## EXERCISE PROMPT:
What lines in the records include the string "Transport"? Return each one.

## Stored data:
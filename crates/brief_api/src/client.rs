use std::time::Duration;

use reqwest::Method;
use serde::Serialize;

use brief_core::{NewProjectDraft, Project, ProjectStatus};

use crate::config::ApiSettings;
use crate::error::ApiError;
use crate::wire::{parse_body, CreateProjectBody, ProjectList, RawProject, StatusPayload};

/// Typed wrapper over the webhook endpoints. Cheap to clone; clones share
/// one connection pool.
#[derive(Debug, Clone)]
pub struct ApiClient {
    http: reqwest::Client,
    settings: ApiSettings,
}

impl ApiClient {
    pub fn new(settings: ApiSettings) -> Self {
        Self {
            http: reqwest::Client::new(),
            settings,
        }
    }

    pub async fn projects(&self) -> Result<Vec<Project>, ApiError> {
        let body = self
            .request(Method::GET, "/api/projects", None, None::<&()>, None)
            .await?;
        let envelope: ProjectList = parse_body(&body)?;
        Ok(envelope
            .list
            .into_iter()
            .map(RawProject::into_project)
            .collect())
    }

    pub async fn project(&self, id: &str) -> Result<Project, ApiError> {
        let body = self
            .request(Method::GET, "/api/project", Some(("id", id)), None::<&()>, None)
            .await?;
        Ok(parse_body::<RawProject>(&body)?.into_project())
    }

    pub async fn create_project(&self, draft: &NewProjectDraft) -> Result<Project, ApiError> {
        let payload = CreateProjectBody::from(draft);
        let body = self
            .request(Method::POST, "/api/projects", None, Some(&payload), None)
            .await?;
        Ok(parse_body::<RawProject>(&body)?.into_project())
    }

    pub async fn delete_project(&self, id: &str) -> Result<(), ApiError> {
        self.request(
            Method::DELETE,
            "/api/project",
            Some(("id", id)),
            None::<&()>,
            None,
        )
        .await?;
        Ok(())
    }

    /// Kicks off the competitor search job. The response body is an ack and
    /// is ignored.
    pub async fn search_competitors(&self, id: &str) -> Result<(), ApiError> {
        self.request(
            Method::POST,
            "/api/project/search-competitors",
            None,
            Some(&IdBody { id }),
            None,
        )
        .await?;
        Ok(())
    }

    /// Kicks off document generation for the selected competitor pages. This
    /// is the only bounded call; past the deadline the request is dropped
    /// and [`ApiError::Timeout`] is raised.
    pub async fn generate_document(&self, id: &str, urls: &[String]) -> Result<(), ApiError> {
        self.request(
            Method::POST,
            "/api/project/generate",
            None,
            Some(&GenerateBody { id, urls }),
            Some(self.settings.generate_timeout),
        )
        .await?;
        Ok(())
    }

    pub async fn project_status(&self, id: &str) -> Result<ProjectStatus, ApiError> {
        let body = self
            .request(
                Method::GET,
                "/api/project/status",
                Some(("id", id)),
                None::<&()>,
                None,
            )
            .await?;
        let payload: StatusPayload = parse_body(&body)?;
        Ok(ProjectStatus::parse(&payload.status))
    }

    async fn request<B: Serialize>(
        &self,
        method: Method,
        path: &str,
        query: Option<(&str, &str)>,
        body: Option<&B>,
        deadline: Option<Duration>,
    ) -> Result<String, ApiError> {
        let url = self.settings.endpoint(path);
        let mut builder = self.http.request(method, &url);
        // The id is opaque text; let the query builder encode it.
        if let Some(pair) = query {
            builder = builder.query(&[pair]);
        }
        if let Some(body) = body {
            builder = builder.json(body);
        }
        if let Some(deadline) = deadline {
            builder = builder.timeout(deadline);
        }

        let response = builder
            .send()
            .await
            .map_err(|err| map_send_error(err, deadline))?;
        let code = response.status();
        let text = response
            .text()
            .await
            .map_err(|err| map_send_error(err, deadline))?;
        if !code.is_success() {
            return Err(ApiError::status(code.as_u16(), &text));
        }
        Ok(text)
    }
}

#[derive(Serialize)]
struct IdBody<'a> {
    id: &'a str,
}

#[derive(Serialize)]
struct GenerateBody<'a> {
    id: &'a str,
    urls: &'a [String],
}

fn map_send_error(err: reqwest::Error, deadline: Option<Duration>) -> ApiError {
    match deadline {
        Some(limit) if err.is_timeout() => ApiError::Timeout { limit },
        _ => ApiError::Transport(err.to_string()),
    }
}
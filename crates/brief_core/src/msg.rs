use crate::project::{Project, ProjectId};

/// Everything that can happen to the client: commands surfaced by the shell
/// and backend outcomes surfaced by the effect runner.
#[derive(Debug, Clone, PartialEq)]
pub enum Msg {
    /// Project list response arrived.
    ProjectsLoaded(Vec<Project>),
    /// Fresh snapshot of the current project, from an initial load, an
    /// explicit reload or a status watch delivery.
    ProjectLoaded(Project),
    /// A load or watch fetch failed; the message lands in the error banner.
    LoadFailed(String),
    /// The status watch gave up after this many consecutive failed fetches.
    WatchAbandoned { failures: u32 },

    ProjectCreated(Project),
    CreateFailed(String),
    ProjectDeleted(ProjectId),
    DeleteFailed(String),
    /// Competitor search was accepted by the backend.
    SearchAccepted,
    SearchFailed(String),
    /// Document generation was accepted by the backend.
    GenerateAccepted,
    GenerateFailed(String),

    /// A candidate checkbox was toggled.
    ToggleCompetitor { url: String, selected: bool },
    /// Start generation with the current selection.
    GenerateRequested,
    /// Re-run the competitor search for the current project.
    SearchRequested,
    /// Open the projects-list row at `index`.
    OpenRequested(usize),
    /// Delete the projects-list row at `index`.
    DeleteRequested(usize),
    /// Re-fetch whatever the current screen shows.
    ReloadRequested,
    /// Jump from competitor selection straight to the result page.
    SkipToResult,
    /// Print the generated document.
    ShowDocument,
    /// Save the generated document to disk.
    SaveDocument,
    /// Leave the current screen for the projects list.
    BackToProjects,
    /// Clear the error banner.
    ErrorDismissed,
    QuitRequested,
}
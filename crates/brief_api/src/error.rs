use std::time::Duration;

use thiserror::Error;

/// How much of an error response body is kept in messages.
const EXCERPT_LEN: usize = 200;

/// Failure of one backend call.
#[derive(Debug, Clone, PartialEq, Eq, Error)]
pub enum ApiError {
    /// Network-level failure: DNS, refused connection, aborted transfer.
    #[error("network error: {0}")]
    Transport(String),
    /// Non-2xx response, with a truncated body excerpt.
    #[error("HTTP {code}: {excerpt}")]
    Status { code: u16, excerpt: String },
    /// Markup arrived where JSON was expected. Almost always a wrong base
    /// URL or webhook path, not a transient fault.
    #[error("received markup instead of JSON; check the configured base URL and webhook path")]
    MarkupResponse,
    /// The body was non-empty but not valid JSON.
    #[error("malformed response body: {0}")]
    MalformedBody(String),
    /// The generation call exceeded its client-side deadline.
    #[error("generation timed out after {}s", .limit.as_secs())]
    Timeout { limit: Duration },
}

impl ApiError {
    /// Builds the non-2xx variant, truncating the body on a character
    /// boundary.
    pub(crate) fn status(code: u16, body: &str) -> Self {
        let excerpt = if body.chars().count() > EXCERPT_LEN {
            let mut cut: String = body.chars().take(EXCERPT_LEN).collect();
            cut.push_str("...");
            cut
        } else {
            body.to_string()
        };
        Self::Status { code, excerpt }
    }
}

## ANSWER FOR THE TASK:
        _ => ApiError::Transport(err.to_string()),
    Transport(String),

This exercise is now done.